I am a married guy and I deeply care for my wife. Our lives are pretty normal we have a small child and both have careers, she is an engineer and I am an analyst. Our bedroom habits are somewhat kinkier then normal (at least what I think normal is) but not anything to raise an eyebrow at. Few weeks ago my wife approached me and indicated that she would like to try the bdsm lifestyle with her being the submissive one (she read the 50 Shades of Gray couple of years ago and loved the books, even though we now know it’s not a good representation of the lifestyle). At the time I knew very little of what it involved, so I figured why not give it a try and set to reading as much information as I could on the topic.
The problem I am having is finding some guidance for married couples, a lot of the stuff I read seems to be directed at single people and/or very “hardcore” relationships. We are partners in our everyday life and make a lot of decisions together regarding child rearing and our finances.
If you know of any online resource or books that might help me or have any advice you can give that would be great. Thank you for taking the time to read my post.
First thing first. Put down “50 Shades” and walk away. It is a horrible misrepresentation of what BDSM is. The “dom” in that book is manipulative, abusive, and violates consent on multiple occasions.
Those are all great websites with lots of comprehensive information on various aspects of BDSM. On the Bookself Page, I have three different “beginners” books which might be helpful as well. And as always, I strongly recommend Partners In Power, which remains one of my favorite books on power exchange.
I would also recommend getting on FetLife, there are groups on there for every interest imaginable and lots of helpful folks willing to give pointers. If you are comfortable with it, you should also consider trying to go to a BDSM event in your community, such as a munch or a play party. This is a great way to meet other people like you who can serve as resources for you and answer questions during your exploration.
There are tons of married couples that have BDSM as an element of their relationship, and many of them have relationships which would not be considered “hardcore”.

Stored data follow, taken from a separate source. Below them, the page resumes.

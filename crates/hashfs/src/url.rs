//! Public URLs for stored content.
//!
//! Pure string work: a URL can be built for any relpath whether or not the
//! content behind it exists.

use crate::address::Address;
use crate::config::HashFsConfig;
use crate::error::Result;

/// Builds URLs from the configured host and path prefix.
#[derive(Debug, Clone, PartialEq, Eq)]
pub struct UrlBuilder {
    host: Option<String>,
    path_prefix: String,
}

impl UrlBuilder {
    pub fn new(config: &HashFsConfig) -> Result<Self> {
        config.validate()?;
        Ok(Self {
            host: config.host.clone(),
            path_prefix: config.path_prefix.clone(),
        })
    }

    /// `host` (if configured) + `path_prefix` + `relpath`.
    pub fn url_for(&self, relpath: &str) -> String {
        match &self.host {
            Some(host) => join_url(&[host.as_str(), "/", self.path_prefix.as_str(), relpath]),
            None => self.relative_url_for(relpath),
        }
    }

    /// Host-relative URL, ignoring any configured host.
    pub fn relative_url_for(&self, relpath: &str) -> String {
        join_url(&["/", self.path_prefix.as_str(), relpath])
    }

    /// Absolute URL, falling back to `request_host` when no host is configured.
    pub fn external_url_for(&self, relpath: &str, request_host: &str) -> String {
        let host = self.host.as_deref().unwrap_or(request_host);
        join_url(&[host, "/", self.path_prefix.as_str(), relpath])
    }

    pub fn url_for_address(&self, address: &Address) -> String {
        self.url_for(&address.relpath)
    }
}

/// Join URL segments with exactly one `/` between them.
///
/// Empty segments are dropped. A lone segment comes back verbatim. Otherwise
/// the result keeps a leading `/` if the first segment had one and a
/// trailing `/` if the last did.
pub fn join_url(segments: &[&str]) -> String {
    let segments: Vec<&str> = segments.iter().copied().filter(|s| !s.is_empty()).collect();

    match segments.as_slice() {
        [] => String::new(),
        [only] => (*only).to_string(),
        [first, .., last] => {
            let leading = if first.starts_with('/') { "/" } else { "" };
            let trailing = if last.ends_with('/') { "/" } else { "" };
            let middle = segments
                .iter()
                .map(|s| s.trim_matches('/'))
                .filter(|s| !s.is_empty())
                .collect::<Vec<_>>()
                .join("/");
            format!("{leading}{middle}{trailing}")
        }
    }
}

#[cfg(test)]
mod tests {
    use super::*;

    fn builder(host: Option<&str>, prefix: &str) -> UrlBuilder {
        let mut config = HashFsConfig::new("/srv").with_path_prefix(prefix);
        config.host = host.map(str::to_string);
        UrlBuilder::new(&config).unwrap()
    }

    #[test]
    fn test_join_url() {
        assert_eq!(join_url(&[""]), "");
        assert_eq!(join_url(&["/"]), "/");
        assert_eq!(join_url(&["", "/a"]), "/a");
        assert_eq!(join_url(&["a", "/"]), "a/");
        assert_eq!(join_url(&["", "/a", "", "", "b"]), "/a/b");
        assert_eq!(join_url(&["/a/", "b/", "/c", "d", "e/"]), "/a/b/c/d/e/");
        assert_eq!(join_url(&["a", "b", "c"]), "a/b/c");
        assert_eq!(join_url(&["a/b", "/c/d/", "/e/f"]), "a/b/c/d/e/f");
        assert_eq!(join_url(&["/", "a", "b", "c", "1", "/"]), "/a/b/c/1/");
        assert_eq!(join_url(&[]), "");
    }

    #[test]
    fn test_url_for_without_host_is_relative() {
        let urls = builder(None, "/uploads");
        assert_eq!(urls.url_for("a/b/c123"), "/uploads/a/b/c123");
        assert_eq!(builder(None, "").url_for("foo/bar/baz.txt"), "/foo/bar/baz.txt");
    }

    #[test]
    fn test_url_for_with_host() {
        let urls = builder(Some("https://s3.amazon.com/foobar"), "");
        assert_eq!(urls.url_for("qux"), "https://s3.amazon.com/foobar/qux");

        let urls = builder(Some("https://s3.amazon.com/foobar"), "/aaa");
        assert_eq!(urls.url_for("qux"), "https://s3.amazon.com/foobar/aaa/qux");
        assert_eq!(urls.relative_url_for("qux"), "/aaa/qux");
    }

    #[test]
    fn test_url_for_normalizes_slashes() {
        let urls = builder(Some("https://cdn.example.com/"), "/files/");
        assert_eq!(urls.url_for("/a/b/c"), "https://cdn.example.com/files/a/b/c");
    }

    #[test]
    fn test_external_url_falls_back_to_request_host() {
        let urls = builder(None, "");
        assert_eq!(
            urls.external_url_for("foo/bar/baz.txt", "http://localhost/"),
            "http://localhost/foo/bar/baz.txt"
        );

        let urls = builder(None, "/aaa");
        assert_eq!(
            urls.external_url_for("foo/bar/baz.txt", "http://localhost/"),
            "http://localhost/aaa/foo/bar/baz.txt"
        );

        let urls = builder(Some("https://s3.amazon.com/foobar"), "/aaa");
        assert_eq!(
            urls.external_url_for("qux", "http://localhost/"),
            "https://s3.amazon.com/foobar/aaa/qux"
        );
    }

    #[test]
    fn test_rejects_prefix_without_slash() {
        let config = HashFsConfig::new("/srv").with_path_prefix("foo");
        assert!(UrlBuilder::new(&config).is_err());
    }
}
impl HashFs {
    /// Create a store with the given configuration.
    ///
    /// Rejects invalid configurations and creates the root directory if it
    /// doesn't exist. The root is canonicalized so absolute candidates compare
    /// against a stable prefix.
    pub fn new(config: HashFsConfig) -> Result<Self> {
        config.validate()?;

        fs::create_dir_all(&config.root).with_io_context(|| {
            format!("failed to create root directory {}", config.root.display())
        })?;
        let root = fs::canonicalize(&config.root).with_io_context(|| {
            format!("failed to canonicalize root {}", config.root.display())
        })?;

        let resolver = AddressResolver::new(root, &config)?;
        tracing::debug!(
            root = %resolver.root().display(),
            algorithm = %config.algorithm,
            depth = config.depth,
            width = config.width,
            "opened store"
        );

        Ok(Self { config, resolver })
    }

    /// Create a store at a specific path with default sharding.
    pub fn at_path(path: impl Into<PathBuf>) -> Result<Self> {
        Self::new(HashFsConfig::new(path))
    }

    pub fn config(&self) -> &HashFsConfig {
        &self.config
    }

    /// Canonical root directory.
    pub fn root(&self) -> &Path {
        self.resolver.root()
    }

    pub fn resolver(&self) -> &AddressResolver {
        &self.resolver
    }

    /// Ingest a byte stream.
    ///
    /// The source is hashed while it is copied into a staging file, so it is
    /// read exactly once and never held in memory. If the source errors
    /// midway, the staging file is removed and the error returned.
    pub fn put<R: Read>(&self, mut source: R, extension: Option<&str>) -> Result<Address> {
        let extension = extension.unwrap_or("");
        validate_extension(extension)?;

        let mut staging = StagingFile::create(self.root())?;
        let (digest, size) = {
            let file = staging.file_mut().io_context("staging file unavailable")?;
            let mut writer = HashingWriter::new(file, self.config.algorithm);
            io::copy(&mut source, &mut writer).io_context("failed to copy source into staging file")?;
            let (_, digest, size) = writer.finish().io_context("failed to flush staging file")?;
            (digest, size)
        };
        staging.close()?;

        let address = self.resolver.address(&digest, extension)?;
        self.commit(staging, address, size)
    }

    /// Ingest an existing file by path. The file itself is left in place.
    pub fn put_file(&self, path: impl AsRef<Path>, extension: Option<&str>) -> Result<Address> {
        let path = path.as_ref();
        let file = File::open(path)
            .with_io_context(|| format!("failed to open source file {}", path.display()))?;
        self.put(file, extension)
    }

    pub fn put_bytes(&self, data: &[u8], extension: Option<&str>) -> Result<Address> {
        self.put(data, extension)
    }

    /// Move a fully written staging file to its canonical path.
    fn commit(&self, mut staging: StagingFile, address: Address, size: u64) -> Result<Address> {
        let mut attempts = 0;

        loop {
            if is_file(&address.abspath)? {
                // Dropping the staging file discards it.
                tracing::debug!(id = %address.id, relpath = %address.relpath, "content already stored");
                return Ok(address.duplicate(true));
            }

            if let Some(parent) = address.abspath.parent() {
                match fs::create_dir_all(parent) {
                    Ok(()) => {}
                    // An intermediate directory was pruned mid-creation.
                    Err(e) if e.kind() == io::ErrorKind::NotFound && attempts + 1 < COMMIT_ATTEMPTS => {
                        attempts += 1;
                        continue;
                    }
                    Err(e) => {
                        return Err(HashFsError::Io {
                            context: format!("failed to create shard directory {}", parent.display()),
                            source: e,
                        })
                    }
                }
            }

            match staging.try_commit(&address.abspath) {
                Ok(()) => {
                    tracing::debug!(
                        id = %address.id,
                        relpath = %address.relpath,
                        size,
                        "stored content"
                    );
                    return Ok(address);
                }
                Err((returned, e))
                    if e.kind() == io::ErrorKind::NotFound && attempts + 1 < COMMIT_ATTEMPTS =>
                {
                    attempts += 1;
                    tracing::debug!(id = %address.id, attempts, "shard directory vanished during commit, retrying");
                    staging = returned;
                }
                Err((_returned, e)) => {
                    // Another writer may have won the race for the same content.
                    if is_file(&address.abspath)? {
                        return Ok(address.duplicate(true));
                    }
                    return Err(HashFsError::Io {
                        context: format!("failed to commit {}", address.relpath),
                        source: e,
                    });
                }
            }
        }
    }

    /// Resolve a candidate and check that a file exists behind it.
    ///
    /// An id also matches content stored with an extension.
    pub fn get(&self, candidate: impl AsRef<Path>) -> Result<Option<Address>> {
        let candidate = candidate.as_ref();
        let kind = self.resolver.classify(candidate);
        let address = self.resolver.resolve(candidate)?;

        if is_file(&address.abspath)? {
            return Ok(Some(address));
        }

        match kind {
            CandidateKind::Id(_) => self.find_with_extension(&address),
            CandidateKind::RelPath(_) | CandidateKind::AbsPath(_) => Ok(None),
        }
    }

    /// Look for `<remainder>.<ext>` next to where the bare id would live.
    fn find_with_extension(&self, address: &Address) -> Result<Option<Address>> {
        let (Some(dir), Some(name)) = (
            address.abspath.parent(),
            address.abspath.file_name().and_then(|n| n.to_str()),
        ) else {
            return Ok(None);
        };

        let entries = match fs::read_dir(dir) {
            Ok(entries) => entries,
            Err(e) if e.kind() == io::ErrorKind::NotFound => return Ok(None),
            Err(e) => {
                return Err(HashFsError::Io {
                    context: format!("failed to list shard directory {}", dir.display()),
                    source: e,
                })
            }
        };

        let prefix = format!("{name}.");
        let mut matches = Vec::new();
        for entry in entries {
            let entry = entry.with_io_context(|| format!("failed to list {}", dir.display()))?;
            let Ok(file_name) = entry.file_name().into_string() else {
                continue;
            };
            if file_name.starts_with(&prefix) && entry.path().is_file() {
                matches.push(file_name);
            }
        }
        matches.sort();

        match matches.first() {
            Some(file_name) => {
                let extension = &file_name[name.len()..];
                Ok(Some(self.resolver.address(&address.id, extension)?))
            }
            None => Ok(None),
        }
    }

    pub fn exists(&self, candidate: impl AsRef<Path>) -> Result<bool> {
        Ok(self.get(candidate)?.is_some())
    }

    /// Open stored content for sequential reading.
    pub fn open(&self, candidate: impl AsRef<Path>) -> Result<Option<File>> {
        let Some(address) = self.get(candidate)? else {
            return Ok(None);
        };
        match File::open(&address.abspath) {
            Ok(file) => Ok(Some(file)),
            // Deleted between lookup and open.
            Err(e) if e.kind() == io::ErrorKind::NotFound => Ok(None),
            Err(e) => Err(HashFsError::Io {
                context: format!("failed to open {}", address.relpath),
                source: e,
            }),
        }
    }

    /// Read stored content fully into memory.
    pub fn read(&self, candidate: impl AsRef<Path>) -> Result<Option<Vec<u8>>> {
        let Some(mut file) = self.open(candidate)? else {
            return Ok(None);
        };
        let mut data = Vec::new();
        file.read_to_end(&mut data)
            .io_context("failed to read stored content")?;
        Ok(Some(data))
    }

    /// Remove stored content and any shard directories left empty.
    ///
    /// Deleting something that isn't there is `Ok(None)`, not an error.
    pub fn delete(&self, candidate: impl AsRef<Path>) -> Result<Option<Address>> {
        let Some(address) = self.get(candidate)? else {
            return Ok(None);
        };

        match fs::remove_file(&address.abspath) {
            Ok(()) => {}
            // Lost a race with another delete.
            Err(e) if e.kind() == io::ErrorKind::NotFound => return Ok(None),
            Err(e) => {
                return Err(HashFsError::Io {
                    context: format!("failed to remove {}", address.relpath),
                    source: e,
                })
            }
        }
        tracing::debug!(id = %address.id, relpath = %address.relpath, "deleted content");

        if let Some(parent) = address.abspath.parent() {
            self.prune_empty_dirs(parent)?;
        }
        Ok(Some(address))
    }

    /// Walk upward from `dir` removing empty directories, stopping at the
    /// root or the first directory that still has entries.
    fn prune_empty_dirs(&self, dir: &Path) -> Result<()> {
        let root = self.root();
        let mut current = dir;

        while current != root && current.starts_with(root) {
            match fs::remove_dir(current) {
                Ok(()) => {
                    tracing::debug!(dir = %current.display(), "pruned empty shard directory");
                }
                Err(e) if e.kind() == io::ErrorKind::NotFound => {}
                Err(e) => {
                    if removal_raced(current) {
                        break;
                    }
                    return Err(HashFsError::Io {
                        context: format!("failed to remove shard directory {}", current.display()),
                        source: e,
                    });
                }
            }

            match current.parent() {
                Some(parent) => current = parent,
                None => break,
            }
        }

        Ok(())
    }

    /// Every stored file, in path order. Staging files and anything that does
    /// not fit the shard layout are skipped.
    pub fn files(&self) -> Result<Vec<Address>> {
        let mut paths = Vec::new();
        collect_files(self.root(), true, &mut paths)?;
        paths.sort();

        let mut addresses = Vec::with_capacity(paths.len());
        for path in paths {
            match self.resolver.resolve(&path) {
                Ok(address) => addresses.push(address),
                Err(e) => {
                    tracing::debug!(path = %path.display(), error = %e, "skipping file outside shard layout");
                }
            }
        }
        Ok(addresses)
    }

    /// Number of stored files.
    pub fn count(&self) -> Result<usize> {
        Ok(self.files()?.len())
    }

    /// Total bytes of stored content.
    ///
    /// Files deleted while the total is being taken are left out.
    pub fn size(&self) -> Result<u64> {
        total_size(&self.files()?)
    }

    /// Files whose content no longer hashes to their path, each paired with
    /// the address the content actually belongs at.
    pub fn corrupted(&self) -> Result<Vec<(PathBuf, Address)>> {
        self.check(self.files()?)
    }

    fn check(&self, listed: Vec<Address>) -> Result<Vec<(PathBuf, Address)>> {
        let mut corrupted = Vec::new();
        for address in listed {
            let file = match File::open(&address.abspath) {
                Ok(file) => file,
                // Deleted since it was listed.
                Err(e) if e.kind() == io::ErrorKind::NotFound => continue,
                Err(e) => {
                    return Err(HashFsError::Io {
                        context: format!("failed to open {}", address.relpath),
                        source: e,
                    })
                }
            };
            let digest = digest_reader(self.config.algorithm, file)
                .with_io_context(|| format!("failed to hash {}", address.relpath))?;

            if digest != address.id {
                let expected = self.resolver.address(&digest, address.extension())?;
                tracing::debug!(found = %address.relpath, expected = %expected.relpath, "corrupted content");
                corrupted.push((address.abspath, expected));
            }
        }
        Ok(corrupted)
    }

    /// Move every corrupted file to the address its content belongs at.
    ///
    /// If content is already stored there, the misplaced copy is removed and
    /// the returned address is marked duplicate.
    pub fn repair(&self) -> Result<Vec<Address>> {
        let mut repaired = Vec::new();
        for (path, expected) in self.corrupted()? {
            let duplicate = is_file(&expected.abspath)?;
            let moved = if duplicate {
                fs::remove_file(&path)
            } else {
                if let Some(parent) = expected.abspath.parent() {
                    fs::create_dir_all(parent).with_io_context(|| {
                        format!("failed to create shard directory {}", parent.display())
                    })?;
                }
                fs::rename(&path, &expected.abspath)
            };
            match moved {
                Ok(()) => {}
                // Someone else deleted it first; nothing left to repair.
                Err(e) if e.kind() == io::ErrorKind::NotFound && !path.exists() => {
                    if let Some(parent) = path.parent() {
                        self.prune_empty_dirs(parent)?;
                    }
                    continue;
                }
                Err(e) => {
                    return Err(HashFsError::Io {
                        context: format!("failed to repair {} as {}", path.display(), expected.relpath),
                        source: e,
                    })
                }
            }

            if let Some(parent) = path.parent() {
                self.prune_empty_dirs(parent)?;
            }
            tracing::debug!(from = %path.display(), to = %expected.relpath, duplicate, "repaired content");
            repaired.push(expected.duplicate(duplicate));
        }
        Ok(repaired)
    }
}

The first and most important step is to communicate. Find out what she means when she says she wants BDSM. Does she just want some kinky sex? Or does she want you to take total control of her life and your relationship? Maybe it’s somewhere in between. Go slow at first and talk a lot. Talk before you start. Talk while things are happening. Talk some more afterward. There is no reason that either of you should be guessing at what the other person wants or what they are willing to try.